— TASK —
Select from the records below every line that has the word "ColorMode" in it.

§ §

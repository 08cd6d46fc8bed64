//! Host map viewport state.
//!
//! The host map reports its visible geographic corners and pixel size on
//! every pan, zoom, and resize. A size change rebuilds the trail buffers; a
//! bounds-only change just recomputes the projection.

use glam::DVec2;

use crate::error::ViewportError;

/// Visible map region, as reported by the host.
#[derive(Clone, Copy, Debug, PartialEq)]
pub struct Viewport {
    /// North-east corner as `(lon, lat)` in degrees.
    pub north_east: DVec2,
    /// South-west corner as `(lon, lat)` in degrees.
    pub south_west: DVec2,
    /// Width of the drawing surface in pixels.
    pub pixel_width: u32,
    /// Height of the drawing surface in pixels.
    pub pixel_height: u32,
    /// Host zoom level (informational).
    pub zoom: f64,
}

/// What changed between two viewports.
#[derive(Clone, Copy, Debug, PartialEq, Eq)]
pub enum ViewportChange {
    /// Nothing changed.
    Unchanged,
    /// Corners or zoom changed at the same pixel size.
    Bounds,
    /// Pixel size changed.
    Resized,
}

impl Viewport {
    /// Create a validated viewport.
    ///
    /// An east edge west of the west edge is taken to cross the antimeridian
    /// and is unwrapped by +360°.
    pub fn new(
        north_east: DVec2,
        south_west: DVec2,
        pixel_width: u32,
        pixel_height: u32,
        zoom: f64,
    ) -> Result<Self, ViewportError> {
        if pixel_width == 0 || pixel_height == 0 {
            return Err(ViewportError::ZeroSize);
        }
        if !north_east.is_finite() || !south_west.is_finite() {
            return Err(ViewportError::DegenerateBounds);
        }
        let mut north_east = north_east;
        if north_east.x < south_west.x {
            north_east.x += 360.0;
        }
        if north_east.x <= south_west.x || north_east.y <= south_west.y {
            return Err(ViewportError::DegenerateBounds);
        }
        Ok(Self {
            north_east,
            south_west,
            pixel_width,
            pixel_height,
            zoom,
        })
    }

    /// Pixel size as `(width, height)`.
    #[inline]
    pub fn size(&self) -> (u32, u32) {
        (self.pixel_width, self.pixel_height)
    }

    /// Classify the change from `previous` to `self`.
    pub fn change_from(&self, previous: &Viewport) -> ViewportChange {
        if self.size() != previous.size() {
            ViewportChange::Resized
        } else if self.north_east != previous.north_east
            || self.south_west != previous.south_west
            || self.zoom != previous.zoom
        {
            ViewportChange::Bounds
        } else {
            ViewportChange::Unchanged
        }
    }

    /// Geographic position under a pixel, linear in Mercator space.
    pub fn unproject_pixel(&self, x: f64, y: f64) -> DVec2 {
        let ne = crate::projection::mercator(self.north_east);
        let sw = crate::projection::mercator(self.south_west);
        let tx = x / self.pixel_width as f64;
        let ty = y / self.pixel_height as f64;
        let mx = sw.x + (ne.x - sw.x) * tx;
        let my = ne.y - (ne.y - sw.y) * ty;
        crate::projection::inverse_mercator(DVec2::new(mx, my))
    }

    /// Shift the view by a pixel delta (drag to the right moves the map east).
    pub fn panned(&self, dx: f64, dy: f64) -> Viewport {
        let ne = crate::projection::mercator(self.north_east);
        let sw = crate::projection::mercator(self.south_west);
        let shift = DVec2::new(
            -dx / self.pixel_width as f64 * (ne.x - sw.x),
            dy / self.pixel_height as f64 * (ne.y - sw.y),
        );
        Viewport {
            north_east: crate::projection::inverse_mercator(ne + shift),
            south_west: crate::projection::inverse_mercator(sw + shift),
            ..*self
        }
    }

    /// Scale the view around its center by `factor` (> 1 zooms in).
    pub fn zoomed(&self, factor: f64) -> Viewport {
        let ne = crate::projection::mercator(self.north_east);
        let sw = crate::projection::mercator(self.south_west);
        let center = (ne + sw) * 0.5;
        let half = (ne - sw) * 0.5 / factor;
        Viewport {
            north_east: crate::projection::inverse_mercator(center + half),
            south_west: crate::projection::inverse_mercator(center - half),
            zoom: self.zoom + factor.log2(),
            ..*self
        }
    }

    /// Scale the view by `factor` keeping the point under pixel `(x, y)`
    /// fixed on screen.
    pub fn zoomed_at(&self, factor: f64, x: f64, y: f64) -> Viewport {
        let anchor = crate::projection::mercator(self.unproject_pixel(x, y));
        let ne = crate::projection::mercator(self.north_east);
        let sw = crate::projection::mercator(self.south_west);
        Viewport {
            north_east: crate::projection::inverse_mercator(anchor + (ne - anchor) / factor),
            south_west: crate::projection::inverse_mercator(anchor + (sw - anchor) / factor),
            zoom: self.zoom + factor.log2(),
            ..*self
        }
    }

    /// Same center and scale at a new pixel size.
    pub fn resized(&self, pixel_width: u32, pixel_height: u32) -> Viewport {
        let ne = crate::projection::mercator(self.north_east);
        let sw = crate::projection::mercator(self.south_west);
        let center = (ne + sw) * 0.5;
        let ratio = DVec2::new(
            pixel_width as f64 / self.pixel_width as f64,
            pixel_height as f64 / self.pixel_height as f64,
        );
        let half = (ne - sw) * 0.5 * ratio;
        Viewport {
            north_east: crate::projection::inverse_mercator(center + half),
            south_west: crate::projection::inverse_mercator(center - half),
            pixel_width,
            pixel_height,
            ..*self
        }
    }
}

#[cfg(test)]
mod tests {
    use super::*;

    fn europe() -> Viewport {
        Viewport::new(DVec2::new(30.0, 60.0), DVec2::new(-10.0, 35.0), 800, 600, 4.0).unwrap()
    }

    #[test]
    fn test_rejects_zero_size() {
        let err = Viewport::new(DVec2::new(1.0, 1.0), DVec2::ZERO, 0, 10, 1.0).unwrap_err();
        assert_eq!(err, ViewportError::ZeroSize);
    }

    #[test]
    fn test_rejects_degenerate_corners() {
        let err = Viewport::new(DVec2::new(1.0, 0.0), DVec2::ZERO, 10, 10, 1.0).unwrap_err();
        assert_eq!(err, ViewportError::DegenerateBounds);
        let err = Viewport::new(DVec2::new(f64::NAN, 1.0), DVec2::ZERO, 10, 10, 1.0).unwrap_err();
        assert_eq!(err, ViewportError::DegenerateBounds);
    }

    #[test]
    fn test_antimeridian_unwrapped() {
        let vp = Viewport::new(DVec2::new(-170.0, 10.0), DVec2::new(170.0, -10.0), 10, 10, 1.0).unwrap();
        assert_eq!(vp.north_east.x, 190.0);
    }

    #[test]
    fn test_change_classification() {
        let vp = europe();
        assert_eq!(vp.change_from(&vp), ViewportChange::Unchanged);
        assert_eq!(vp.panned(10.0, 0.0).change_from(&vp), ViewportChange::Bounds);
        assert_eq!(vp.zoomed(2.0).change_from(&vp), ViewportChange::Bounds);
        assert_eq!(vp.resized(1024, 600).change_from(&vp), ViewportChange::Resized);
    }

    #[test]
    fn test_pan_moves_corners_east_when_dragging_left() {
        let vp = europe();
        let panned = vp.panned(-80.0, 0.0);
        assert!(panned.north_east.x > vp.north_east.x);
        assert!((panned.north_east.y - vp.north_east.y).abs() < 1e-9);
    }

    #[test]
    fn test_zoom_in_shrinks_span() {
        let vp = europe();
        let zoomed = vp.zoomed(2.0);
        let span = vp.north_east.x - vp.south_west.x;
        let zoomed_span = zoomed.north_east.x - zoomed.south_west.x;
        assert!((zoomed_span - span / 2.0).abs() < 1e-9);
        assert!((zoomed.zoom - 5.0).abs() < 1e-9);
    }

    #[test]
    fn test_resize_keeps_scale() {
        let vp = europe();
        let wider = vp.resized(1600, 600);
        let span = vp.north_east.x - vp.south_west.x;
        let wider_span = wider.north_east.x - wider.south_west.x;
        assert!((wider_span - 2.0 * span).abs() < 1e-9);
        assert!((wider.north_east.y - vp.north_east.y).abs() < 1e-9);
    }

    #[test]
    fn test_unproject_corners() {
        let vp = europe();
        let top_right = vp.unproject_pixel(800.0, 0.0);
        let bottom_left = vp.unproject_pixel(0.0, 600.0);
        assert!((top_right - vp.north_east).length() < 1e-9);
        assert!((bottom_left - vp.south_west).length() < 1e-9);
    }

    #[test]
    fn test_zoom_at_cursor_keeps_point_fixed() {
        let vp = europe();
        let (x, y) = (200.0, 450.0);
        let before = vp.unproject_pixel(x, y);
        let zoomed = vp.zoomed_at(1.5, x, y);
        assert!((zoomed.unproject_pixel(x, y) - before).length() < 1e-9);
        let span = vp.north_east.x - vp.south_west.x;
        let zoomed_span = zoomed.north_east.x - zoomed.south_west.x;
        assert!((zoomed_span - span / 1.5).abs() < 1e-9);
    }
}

§ §

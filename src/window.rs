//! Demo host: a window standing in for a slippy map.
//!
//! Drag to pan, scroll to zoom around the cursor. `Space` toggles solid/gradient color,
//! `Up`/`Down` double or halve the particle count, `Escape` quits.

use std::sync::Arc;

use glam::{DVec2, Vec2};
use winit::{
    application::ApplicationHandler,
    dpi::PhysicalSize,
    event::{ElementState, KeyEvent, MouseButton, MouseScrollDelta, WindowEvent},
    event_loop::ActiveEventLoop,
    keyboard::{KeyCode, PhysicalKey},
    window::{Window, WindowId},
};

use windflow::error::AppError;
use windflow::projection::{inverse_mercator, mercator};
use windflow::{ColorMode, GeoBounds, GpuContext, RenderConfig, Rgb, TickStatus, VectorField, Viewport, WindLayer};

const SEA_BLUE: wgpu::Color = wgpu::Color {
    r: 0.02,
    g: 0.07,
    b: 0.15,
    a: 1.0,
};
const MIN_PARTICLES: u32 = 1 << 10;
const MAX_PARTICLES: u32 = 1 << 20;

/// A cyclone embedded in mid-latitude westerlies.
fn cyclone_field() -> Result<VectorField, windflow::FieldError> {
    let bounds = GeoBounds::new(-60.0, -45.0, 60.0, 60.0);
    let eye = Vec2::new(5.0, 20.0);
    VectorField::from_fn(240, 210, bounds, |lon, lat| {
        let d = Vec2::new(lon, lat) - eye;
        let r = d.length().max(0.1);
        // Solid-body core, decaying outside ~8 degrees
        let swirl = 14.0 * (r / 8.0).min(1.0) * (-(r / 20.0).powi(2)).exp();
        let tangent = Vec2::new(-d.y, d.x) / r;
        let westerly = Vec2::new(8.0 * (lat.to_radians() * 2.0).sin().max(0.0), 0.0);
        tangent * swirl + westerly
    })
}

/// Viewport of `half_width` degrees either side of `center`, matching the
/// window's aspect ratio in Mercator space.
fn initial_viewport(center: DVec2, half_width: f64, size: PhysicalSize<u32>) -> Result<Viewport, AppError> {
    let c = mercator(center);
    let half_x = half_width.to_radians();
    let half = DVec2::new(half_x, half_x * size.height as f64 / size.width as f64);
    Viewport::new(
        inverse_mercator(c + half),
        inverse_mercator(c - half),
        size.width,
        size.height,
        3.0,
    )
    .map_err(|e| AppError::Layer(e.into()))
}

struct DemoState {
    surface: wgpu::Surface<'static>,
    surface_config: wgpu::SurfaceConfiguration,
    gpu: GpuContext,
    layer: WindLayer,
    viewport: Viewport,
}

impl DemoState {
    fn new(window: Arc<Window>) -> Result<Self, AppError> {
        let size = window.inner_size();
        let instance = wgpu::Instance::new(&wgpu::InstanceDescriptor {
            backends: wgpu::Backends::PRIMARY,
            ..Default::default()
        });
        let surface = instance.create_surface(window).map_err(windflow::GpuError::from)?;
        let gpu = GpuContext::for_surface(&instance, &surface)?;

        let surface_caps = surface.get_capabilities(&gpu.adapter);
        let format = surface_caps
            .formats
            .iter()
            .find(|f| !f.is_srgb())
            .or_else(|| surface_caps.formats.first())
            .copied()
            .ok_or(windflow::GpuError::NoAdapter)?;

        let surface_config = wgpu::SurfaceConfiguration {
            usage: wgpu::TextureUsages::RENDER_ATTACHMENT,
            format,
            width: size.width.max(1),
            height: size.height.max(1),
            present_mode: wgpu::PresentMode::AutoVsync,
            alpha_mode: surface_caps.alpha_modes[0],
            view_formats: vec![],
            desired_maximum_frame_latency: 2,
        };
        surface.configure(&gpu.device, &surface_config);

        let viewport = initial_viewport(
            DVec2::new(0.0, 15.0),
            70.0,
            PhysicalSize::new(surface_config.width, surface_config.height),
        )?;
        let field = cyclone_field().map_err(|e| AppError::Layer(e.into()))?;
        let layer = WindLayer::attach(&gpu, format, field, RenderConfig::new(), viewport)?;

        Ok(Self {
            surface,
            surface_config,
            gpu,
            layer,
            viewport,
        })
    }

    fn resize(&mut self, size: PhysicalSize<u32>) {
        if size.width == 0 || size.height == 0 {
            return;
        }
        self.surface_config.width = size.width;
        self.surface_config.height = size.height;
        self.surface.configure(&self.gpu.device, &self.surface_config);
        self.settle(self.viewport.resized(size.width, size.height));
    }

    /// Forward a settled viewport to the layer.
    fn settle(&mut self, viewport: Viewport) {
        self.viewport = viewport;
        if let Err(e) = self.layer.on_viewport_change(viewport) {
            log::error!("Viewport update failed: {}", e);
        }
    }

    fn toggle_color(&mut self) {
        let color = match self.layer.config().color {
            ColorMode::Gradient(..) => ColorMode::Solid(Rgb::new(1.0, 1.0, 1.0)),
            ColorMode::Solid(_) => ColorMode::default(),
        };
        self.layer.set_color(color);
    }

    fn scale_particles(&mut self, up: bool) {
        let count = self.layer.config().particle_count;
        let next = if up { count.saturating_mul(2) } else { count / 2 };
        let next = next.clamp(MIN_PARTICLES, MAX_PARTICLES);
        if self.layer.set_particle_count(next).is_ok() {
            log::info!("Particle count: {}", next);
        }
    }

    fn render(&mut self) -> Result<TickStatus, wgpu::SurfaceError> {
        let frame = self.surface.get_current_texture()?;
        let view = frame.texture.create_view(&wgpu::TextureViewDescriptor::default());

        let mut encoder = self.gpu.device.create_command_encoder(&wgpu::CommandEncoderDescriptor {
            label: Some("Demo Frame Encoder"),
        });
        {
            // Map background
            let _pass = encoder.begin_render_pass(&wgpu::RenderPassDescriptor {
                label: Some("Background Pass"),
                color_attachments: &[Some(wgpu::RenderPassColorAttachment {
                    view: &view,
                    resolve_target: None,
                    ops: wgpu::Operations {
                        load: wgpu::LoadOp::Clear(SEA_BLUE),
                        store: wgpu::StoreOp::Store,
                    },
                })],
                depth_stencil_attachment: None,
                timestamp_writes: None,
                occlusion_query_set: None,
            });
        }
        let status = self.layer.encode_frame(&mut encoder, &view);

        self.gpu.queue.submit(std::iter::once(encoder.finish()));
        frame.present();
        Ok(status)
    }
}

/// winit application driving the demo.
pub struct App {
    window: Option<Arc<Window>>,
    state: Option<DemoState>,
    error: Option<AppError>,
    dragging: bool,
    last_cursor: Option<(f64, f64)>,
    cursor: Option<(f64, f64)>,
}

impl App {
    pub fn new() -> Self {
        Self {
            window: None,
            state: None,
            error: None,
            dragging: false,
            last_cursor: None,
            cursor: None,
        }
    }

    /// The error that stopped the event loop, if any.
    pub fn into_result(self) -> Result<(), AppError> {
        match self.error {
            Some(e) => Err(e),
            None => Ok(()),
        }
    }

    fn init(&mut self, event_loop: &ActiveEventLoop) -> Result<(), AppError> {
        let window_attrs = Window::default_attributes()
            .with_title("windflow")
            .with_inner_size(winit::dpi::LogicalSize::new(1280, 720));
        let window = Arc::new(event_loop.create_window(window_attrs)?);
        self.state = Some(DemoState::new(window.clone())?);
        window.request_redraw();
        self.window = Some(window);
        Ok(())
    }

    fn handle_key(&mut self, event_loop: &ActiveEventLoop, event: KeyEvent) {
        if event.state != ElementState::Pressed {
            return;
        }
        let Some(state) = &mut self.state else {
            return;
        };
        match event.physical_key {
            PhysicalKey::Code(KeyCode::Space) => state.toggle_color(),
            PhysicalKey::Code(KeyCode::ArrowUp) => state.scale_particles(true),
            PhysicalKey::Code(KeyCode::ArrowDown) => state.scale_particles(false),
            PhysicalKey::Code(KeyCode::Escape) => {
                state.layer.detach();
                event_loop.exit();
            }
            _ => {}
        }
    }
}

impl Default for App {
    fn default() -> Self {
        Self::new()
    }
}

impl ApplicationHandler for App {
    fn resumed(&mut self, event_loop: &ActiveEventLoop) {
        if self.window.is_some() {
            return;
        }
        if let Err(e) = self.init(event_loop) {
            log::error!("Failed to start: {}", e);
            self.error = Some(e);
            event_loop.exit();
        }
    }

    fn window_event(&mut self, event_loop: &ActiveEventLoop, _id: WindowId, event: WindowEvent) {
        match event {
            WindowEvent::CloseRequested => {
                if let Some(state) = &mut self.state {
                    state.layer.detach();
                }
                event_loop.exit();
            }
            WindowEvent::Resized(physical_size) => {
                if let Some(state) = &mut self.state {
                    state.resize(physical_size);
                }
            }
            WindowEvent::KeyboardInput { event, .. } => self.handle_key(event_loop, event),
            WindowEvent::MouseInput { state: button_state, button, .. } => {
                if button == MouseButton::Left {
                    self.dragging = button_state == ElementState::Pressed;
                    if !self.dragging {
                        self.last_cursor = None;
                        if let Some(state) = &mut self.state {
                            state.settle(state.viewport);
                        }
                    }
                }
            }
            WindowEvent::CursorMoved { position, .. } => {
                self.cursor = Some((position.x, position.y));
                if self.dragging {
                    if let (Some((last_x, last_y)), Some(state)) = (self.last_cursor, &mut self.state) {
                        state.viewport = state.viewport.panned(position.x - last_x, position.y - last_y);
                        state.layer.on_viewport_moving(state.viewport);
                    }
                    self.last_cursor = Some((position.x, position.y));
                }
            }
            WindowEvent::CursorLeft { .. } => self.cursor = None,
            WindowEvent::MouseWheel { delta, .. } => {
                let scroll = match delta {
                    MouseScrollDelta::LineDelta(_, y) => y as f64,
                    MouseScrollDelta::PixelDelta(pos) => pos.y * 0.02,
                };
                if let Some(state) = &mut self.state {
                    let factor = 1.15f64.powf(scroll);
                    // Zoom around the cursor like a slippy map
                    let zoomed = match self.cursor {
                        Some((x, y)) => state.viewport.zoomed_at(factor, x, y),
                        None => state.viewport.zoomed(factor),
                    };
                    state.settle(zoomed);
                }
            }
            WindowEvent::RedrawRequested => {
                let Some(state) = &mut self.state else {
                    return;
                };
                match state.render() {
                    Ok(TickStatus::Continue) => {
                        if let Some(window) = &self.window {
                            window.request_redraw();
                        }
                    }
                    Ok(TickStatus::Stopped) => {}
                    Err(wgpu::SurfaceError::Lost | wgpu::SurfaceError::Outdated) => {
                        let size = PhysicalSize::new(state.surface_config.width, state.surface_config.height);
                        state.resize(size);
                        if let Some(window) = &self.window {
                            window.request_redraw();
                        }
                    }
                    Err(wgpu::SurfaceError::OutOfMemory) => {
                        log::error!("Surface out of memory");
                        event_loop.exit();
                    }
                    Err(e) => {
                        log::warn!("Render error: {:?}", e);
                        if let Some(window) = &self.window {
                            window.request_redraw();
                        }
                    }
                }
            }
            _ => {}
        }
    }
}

§ §

— THE COMPLETED TASK —
use windflow::{ColorMode, GeoBounds, GpuContext, RenderConfig, Rgb, TickStatus, VectorField, Viewport, WindLayer};
            ColorMode::Gradient(..) => ColorMode::Solid(Rgb::new(1.0, 1.0, 1.0)),
            ColorMode::Solid(_) => ColorMode::default(),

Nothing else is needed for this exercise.